- _TASK PROMPT_: Where the listing below has a line with "pub mod context;", write out exactly that line and every line after it, stopping after the line with "run was aimed.".

[Opening DATASET CONTENT section]

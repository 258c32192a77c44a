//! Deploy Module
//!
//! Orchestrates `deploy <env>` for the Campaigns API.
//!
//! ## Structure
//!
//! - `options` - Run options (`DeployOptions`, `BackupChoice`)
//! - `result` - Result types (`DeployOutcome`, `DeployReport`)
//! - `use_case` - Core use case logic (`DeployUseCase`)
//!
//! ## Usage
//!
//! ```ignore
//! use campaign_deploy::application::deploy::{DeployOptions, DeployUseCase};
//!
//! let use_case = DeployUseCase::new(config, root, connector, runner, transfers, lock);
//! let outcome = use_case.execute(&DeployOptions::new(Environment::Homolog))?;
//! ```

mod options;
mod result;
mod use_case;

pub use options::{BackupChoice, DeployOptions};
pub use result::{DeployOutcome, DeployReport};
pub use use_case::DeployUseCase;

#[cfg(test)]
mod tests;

[Closing DATASET CONTENT section]
[Opening DATASET CONTENT section]

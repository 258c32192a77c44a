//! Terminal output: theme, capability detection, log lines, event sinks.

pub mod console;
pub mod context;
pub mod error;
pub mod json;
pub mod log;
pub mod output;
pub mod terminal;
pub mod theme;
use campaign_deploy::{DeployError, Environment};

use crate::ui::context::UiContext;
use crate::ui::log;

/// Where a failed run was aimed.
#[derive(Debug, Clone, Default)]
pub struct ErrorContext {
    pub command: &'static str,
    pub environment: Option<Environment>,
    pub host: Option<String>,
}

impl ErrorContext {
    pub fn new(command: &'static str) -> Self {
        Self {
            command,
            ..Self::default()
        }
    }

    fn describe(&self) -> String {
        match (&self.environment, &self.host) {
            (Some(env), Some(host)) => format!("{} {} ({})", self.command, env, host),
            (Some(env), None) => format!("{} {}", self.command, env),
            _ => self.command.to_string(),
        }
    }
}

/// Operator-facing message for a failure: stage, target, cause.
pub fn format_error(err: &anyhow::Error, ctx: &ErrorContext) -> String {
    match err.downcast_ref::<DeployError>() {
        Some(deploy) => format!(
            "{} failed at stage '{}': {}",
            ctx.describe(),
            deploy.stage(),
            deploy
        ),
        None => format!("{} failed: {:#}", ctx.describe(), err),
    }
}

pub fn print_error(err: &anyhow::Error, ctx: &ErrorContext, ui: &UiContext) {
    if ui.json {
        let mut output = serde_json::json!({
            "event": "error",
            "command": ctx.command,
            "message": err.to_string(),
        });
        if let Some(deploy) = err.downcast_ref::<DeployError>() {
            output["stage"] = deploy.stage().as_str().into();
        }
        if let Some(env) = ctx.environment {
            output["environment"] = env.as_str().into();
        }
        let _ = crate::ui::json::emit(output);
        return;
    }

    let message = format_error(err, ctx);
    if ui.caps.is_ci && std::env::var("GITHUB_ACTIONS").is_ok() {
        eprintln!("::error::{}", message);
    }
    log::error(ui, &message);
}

[Closing DATASET CONTENT section]
[Opening DATASET CONTENT section]

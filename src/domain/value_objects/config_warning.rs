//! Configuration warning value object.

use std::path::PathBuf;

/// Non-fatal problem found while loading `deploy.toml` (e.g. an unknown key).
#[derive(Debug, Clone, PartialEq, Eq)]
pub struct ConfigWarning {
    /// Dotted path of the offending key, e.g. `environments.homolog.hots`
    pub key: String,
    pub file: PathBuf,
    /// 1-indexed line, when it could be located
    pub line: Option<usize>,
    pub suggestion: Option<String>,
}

[Closing DATASET CONTENT section]

- _THE ANSWER_:
pub mod context;
pub mod error;
pub mod json;
pub mod log;
pub mod output;
pub mod terminal;
pub mod theme;
use campaign_deploy::{DeployError, Environment};

use crate::ui::context::UiContext;
use crate::ui::log;

/// Where a failed run was aimed.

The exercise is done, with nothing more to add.